# INPUT RECORDS
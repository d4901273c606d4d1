//! Rich list and market data, refreshed on a fixed timer.
//!
//! Each cycle fetches the circulating supply, the rich list and (optionally) a price ticker,
//! then publishes all of them as one immutable [`ChainStatsSnapshot`] through `ArcSwap`.
//! Readers always see a complete snapshot from a single cycle.

use arc_swap::ArcSwap;
use std::sync::Arc;
use tokio::{
    sync::broadcast,
    time::{interval, MissedTickBehavior},
};
use tracing::{debug, info, warn};

use super::{errors::RefreshError, types::ChainStatsSnapshot};
use crate::{
    config::ChainStatsConfig,
    market::{MarketDataProvider, MarketSnapshot},
    rpc::DaemonRpc,
};

pub struct ChainStatsCache {
    rpc: Arc<dyn DaemonRpc>,
    market: Option<Arc<dyn MarketDataProvider>>,
    config: ChainStatsConfig,
    atomic_units_per_coin: u64,
    snapshot: ArcSwap<ChainStatsSnapshot>,
}

impl ChainStatsCache {
    /// Creates an empty cache. With `market` set to `None` snapshots carry no market data.
    #[must_use]
    pub fn new(
        rpc: Arc<dyn DaemonRpc>,
        market: Option<Arc<dyn MarketDataProvider>>,
        config: ChainStatsConfig,
        atomic_units_per_coin: u64,
    ) -> Self {
        Self {
            rpc,
            market,
            config,
            atomic_units_per_coin,
            snapshot: ArcSwap::from_pointee(ChainStatsSnapshot::default()),
        }
    }

    /// Fetches fresh statistics and publishes them. On error the previous snapshot stays.
    ///
    /// # Errors
    ///
    /// Returns [`RefreshError`] if the daemon or the market provider fails.
    pub async fn refresh_once(&self) -> Result<(), RefreshError> {
        let info = self.rpc.get_chain_info().await?;
        let rich_list = self.rpc.get_rich_list().await?;

        let market = match &self.market {
            Some(provider) => {
                let ticker = provider.get_ticker().await?;
                Some(MarketSnapshot::from_ticker(
                    ticker,
                    info.circulating_supply,
                    self.atomic_units_per_coin,
                ))
            }
            None => None,
        };

        debug!(
            entries = rich_list.richest.len(),
            price_usd = market.as_ref().map(|m| m.price_usd),
            "chain stats refreshed"
        );

        self.snapshot.store(Arc::new(ChainStatsSnapshot {
            rich_list: rich_list.richest,
            market,
            circulating_supply: info.circulating_supply,
            updated_at: Some(chrono::Utc::now()),
        }));
        Ok(())
    }

    /// Refreshes on every tick of `refresh_interval` (first tick immediately) until shutdown.
    pub async fn run(self: Arc<Self>, mut shutdown_rx: broadcast::Receiver<()>) {
        let mut ticker = interval(self.config.refresh_interval());
        ticker.set_missed_tick_behavior(MissedTickBehavior::Delay);

        info!(
            interval_secs = self.config.refresh_interval_seconds,
            market = self.market.is_some(),
            "chain stats refresher started"
        );

        loop {
            tokio::select! {
                biased;

                _ = shutdown_rx.recv() => break,
                _ = ticker.tick() => {
                    tokio::select! {
                        biased;

                        _ = shutdown_rx.recv() => break,
                        result = self.refresh_once() => {
                            if let Err(e) = result {
                                warn!(
                                    error = %e,
                                    transient = e.is_transient(),
                                    "chain stats refresh failed"
                                );
                            }
                        }
                    }
                }
            }
        }

        info!("chain stats refresher shutting down");
    }

    /// Returns the latest published snapshot.
    #[must_use]
    pub fn read_snapshot(&self) -> Arc<ChainStatsSnapshot> {
        self.snapshot.load_full()
    }
}
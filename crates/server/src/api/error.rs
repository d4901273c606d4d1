//! Error responses for the read API.

use axum::{
    http::StatusCode,
    response::{IntoResponse, Response},
    Json,
};
use explorer_core::rpc::RpcError;
use serde::Serialize;
use thiserror::Error;
use tracing::warn;

#[derive(Debug, Error)]
pub enum ApiError {
    /// Path or query value that cannot name a block, transaction or account.
    #[error("invalid identifier: {0}")]
    InvalidIdentifier(String),

    #[error("not found: {0}")]
    NotFound(String),

    #[error("daemon request failed: {0}")]
    Daemon(#[from] RpcError),
}

#[derive(Debug, Serialize)]
struct ErrorBody {
    error: String,
}

impl ApiError {
    /// Maps a failed lookup of `what`.
    ///
    /// The daemon answers lookups of unknown heights, hashes and addresses with a JSON-RPC
    /// error, so a well-formed daemon error means the item does not exist.
    pub fn lookup(error: RpcError, what: impl Into<String>) -> Self {
        if error.is_daemon_error() {
            Self::NotFound(what.into())
        } else {
            Self::Daemon(error)
        }
    }

    #[must_use]
    pub fn status(&self) -> StatusCode {
        match self {
            Self::InvalidIdentifier(_) => StatusCode::BAD_REQUEST,
            Self::NotFound(_) => StatusCode::NOT_FOUND,
            Self::Daemon(_) => StatusCode::INTERNAL_SERVER_ERROR,
        }
    }
}

impl IntoResponse for ApiError {
    fn into_response(self) -> Response {
        let status = self.status();
        if status.is_server_error() {
            warn!(error = %self, "Daemon lookup failed");
        }
        (status, Json(ErrorBody { error: self.to_string() })).into_response()
    }
}
//! Explorer runtime initialization and lifecycle management.
//!
//! # Example
//!
//! ```no_run
//! use explorer_core::{config::AppConfig, runtime::ExplorerRuntime};
//!
//! #[tokio::main]
//! async fn main() -> Result<(), Box<dyn std::error::Error>> {
//!     let config = AppConfig::load()?;
//!     let runtime = ExplorerRuntime::builder().with_config(config).build()?;
//!
//!     let snapshot = runtime.block_history().read_snapshot();
//!     println!("{} blocks cached", snapshot.blocks.len());
//!
//!     runtime.shutdown().await;
//!     Ok(())
//! }
//! ```

pub mod builder;
pub mod lifecycle;

pub use builder::{ExplorerRuntimeBuilder, RuntimeError};
pub use lifecycle::ExplorerRuntime;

# ACTION ITEM
Go through the data and gather every line that holds "AppConfig".

# REPLY
//! use explorer_core::{config::AppConfig, runtime::ExplorerRuntime};
//!     let config = AppConfig::load()?;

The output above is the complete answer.